BEGIN Raw data

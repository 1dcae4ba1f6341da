//! Argument schemas for the dispatched operations.
//!
//! Every operation receives its arguments as a positional JSON array. Each
//! schema below is a serde struct deserialised from that array, so arity and
//! types are checked by serde; [`OperationArgs::validate`] adds the checks
//! types cannot express. Trailing optional arguments may be omitted or `null`.

use bufroute::{OpenerOptions, Operation, Params, ViewId};
use serde::Deserialize;
use serde::de::DeserializeOwned;
use serde_json::Value;

use crate::errors::DispatchError;

/// A validated argument schema bound to one operation.
pub trait OperationArgs: DeserializeOwned {
    /// Operation whose arguments this schema describes.
    const OPERATION: Operation;

    /// Checks constraints serde cannot express.
    ///
    /// # Errors
    ///
    /// Returns a description of the first violated constraint.
    fn validate(&self) -> Result<(), String>;

    /// Deserialises and validates positional arguments.
    ///
    /// # Errors
    ///
    /// Returns [`DispatchError::InvalidArguments`] naming the operation when
    /// the arguments have the wrong arity or types, or fail validation.
    fn from_args(args: Vec<Value>) -> Result<Self, DispatchError> {
        let operation = Self::OPERATION.as_str();
        let parsed: Self = serde_json::from_value(Value::Array(args))
            .map_err(|error| DispatchError::invalid_arguments(operation, error.to_string()))?;
        parsed
            .validate()
            .map_err(|message| DispatchError::invalid_arguments(operation, message))?;
        Ok(parsed)
    }
}

/// `open`: path, params?, fragment?, options?
#[derive(Debug, Clone, PartialEq, Eq, Deserialize)]
pub struct OpenArgs {
    /// Requested path.
    pub path: String,
    /// Parameters for the name.
    #[serde(default)]
    pub params: Option<Params>,
    /// Fragment for the name.
    #[serde(default)]
    pub fragment: Option<String>,
    /// Presentation policy.
    #[serde(default)]
    pub options: Option<OpenerOptions>,
}

impl OperationArgs for OpenArgs {
    const OPERATION: Operation = Operation::Open;

    fn validate(&self) -> Result<(), String> {
        require_non_empty("path", &self.path)?;
        require_param_keys(self.params.as_ref())
    }
}

/// `preload`: path, params?, fragment?
#[derive(Debug, Clone, PartialEq, Eq, Deserialize)]
pub struct PreloadArgs {
    /// Requested path.
    pub path: String,
    /// Parameters for the name.
    #[serde(default)]
    pub params: Option<Params>,
    /// Fragment for the name.
    #[serde(default)]
    pub fragment: Option<String>,
}

impl OperationArgs for PreloadArgs {
    const OPERATION: Operation = Operation::Preload;

    fn validate(&self) -> Result<(), String> {
        require_non_empty("path", &self.path)?;
        require_param_keys(self.params.as_ref())
    }
}

/// `action`: view, action name, params?
#[derive(Debug, Clone, PartialEq, Eq, Deserialize)]
pub struct ActionArgs {
    /// View whose resource the action runs against.
    pub view: ViewId,
    /// Action name.
    pub action: String,
    /// Action parameters.
    #[serde(default)]
    pub params: Option<Params>,
}

impl OperationArgs for ActionArgs {
    const OPERATION: Operation = Operation::Action;

    fn validate(&self) -> Result<(), String> {
        require_non_empty("action name", &self.action)?;
        require_param_keys(self.params.as_ref())
    }
}

/// `internal:load` and `internal:save`: view, name.
#[derive(Debug, Clone, PartialEq, Eq, Deserialize)]
pub struct SignalArgs {
    /// View the host signalled for.
    pub view: ViewId,
    /// Name currently attached to the view.
    pub name: String,
}

impl SignalArgs {
    fn check(&self) -> Result<(), String> {
        require_non_empty("name", &self.name)
    }
}

/// Arguments of the host's read signal.
#[derive(Debug, Clone, PartialEq, Eq, Deserialize)]
#[serde(transparent)]
pub struct LoadArgs(pub SignalArgs);

impl OperationArgs for LoadArgs {
    const OPERATION: Operation = Operation::Load;

    fn validate(&self) -> Result<(), String> {
        self.0.check()
    }
}

/// Arguments of the host's write signal.
#[derive(Debug, Clone, PartialEq, Eq, Deserialize)]
#[serde(transparent)]
pub struct SaveArgs(pub SignalArgs);

impl OperationArgs for SaveArgs {
    const OPERATION: Operation = Operation::Save;

    fn validate(&self) -> Result<(), String> {
        self.0.check()
    }
}

/// `internal:close`: view.
#[derive(Debug, Clone, PartialEq, Eq, Deserialize)]
pub struct CloseArgs {
    /// View the host closed.
    pub view: ViewId,
}

impl OperationArgs for CloseArgs {
    const OPERATION: Operation = Operation::Close;

    fn validate(&self) -> Result<(), String> {
        Ok(())
    }
}

/// `internal:command`: path, args?, modifiers?
#[derive(Debug, Clone, PartialEq, Eq, Deserialize)]
pub struct CommandArgs {
    /// Path the command opens.
    pub path: String,
    /// Flag-style arguments typed after the command.
    #[serde(default)]
    pub args: Option<Vec<String>>,
    /// Window modifiers the command was invoked with.
    #[serde(default)]
    pub modifiers: Option<String>,
}

impl CommandArgs {
    /// Converts the flag-style arguments into parameters.
    ///
    /// # Errors
    ///
    /// See [`parse_command_args`].
    pub fn params(&self) -> Result<Params, String> {
        parse_command_args(self.args.as_deref().unwrap_or_default())
    }
}

impl OperationArgs for CommandArgs {
    const OPERATION: Operation = Operation::Command;

    fn validate(&self) -> Result<(), String> {
        require_non_empty("path", &self.path)?;
        self.params().map(drop)
    }
}

/// `setup:command`: path, command name?
#[derive(Debug, Clone, PartialEq, Eq, Deserialize)]
pub struct SetupCommandArgs {
    /// Path the command opens.
    pub path: String,
    /// Explicit command name.
    #[serde(default)]
    pub command: Option<String>,
}

impl OperationArgs for SetupCommandArgs {
    const OPERATION: Operation = Operation::SetupCommand;

    fn validate(&self) -> Result<(), String> {
        require_non_empty("path", &self.path)?;
        match self.command.as_deref() {
            Some(command) if command.trim().is_empty() => {
                Err(String::from("command name is empty"))
            }
            Some(command) if !is_command_name(command) => Err(format!(
                "command name '{command}' must start with an uppercase ASCII letter \
                 and contain only ASCII letters and digits"
            )),
            _ => Ok(()),
        }
    }
}

/// Converts flag-style command arguments into parameters.
///
/// Accepts `--key=value`, bare `key=value`, and `--flag` (recorded as
/// `"true"`). Repeating a key collects its values into a sequence.
///
/// # Errors
///
/// Returns a description of the first token that is a bare positional word,
/// an empty flag, or has an empty key.
pub fn parse_command_args(args: &[String]) -> Result<Params, String> {
    let mut params = Params::new();
    for token in args {
        let (key, value) = match token.strip_prefix("--") {
            Some(flag) => flag.split_once('=').unwrap_or((flag, "true")),
            None => token
                .split_once('=')
                .ok_or_else(|| format!("unexpected positional argument '{token}'"))?,
        };
        if key.is_empty() {
            return Err(format!("argument '{token}' has an empty key"));
        }
        params.push(key, value);
    }
    Ok(params)
}

fn require_non_empty(field: &str, value: &str) -> Result<(), String> {
    if value.trim().is_empty() {
        return Err(format!("{field} is empty"));
    }
    Ok(())
}

fn require_param_keys(params: Option<&Params>) -> Result<(), String> {
    if params.is_some_and(|params| params.iter().any(|(key, _)| key.is_empty())) {
        return Err(String::from("parameter keys must not be empty"));
    }
    Ok(())
}

fn is_command_name(command: &str) -> bool {
    let mut chars = command.chars();
    chars.next().is_some_and(|first| first.is_ascii_uppercase())
        && chars.all(|c| c.is_ascii_alphanumeric())
}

END Raw data

Task to complete ::
In the entries above, find each line that includes the string "OperationArgs" and copy it.

Your response ::
//! types are checked by serde; [`OperationArgs::validate`] adds the checks
pub trait OperationArgs: DeserializeOwned {
impl OperationArgs for OpenArgs {
impl OperationArgs for PreloadArgs {
impl OperationArgs for ActionArgs {
impl OperationArgs for LoadArgs {
impl OperationArgs for SaveArgs {
impl OperationArgs for CloseArgs {
impl OperationArgs for CommandArgs {
impl OperationArgs for SetupCommandArgs {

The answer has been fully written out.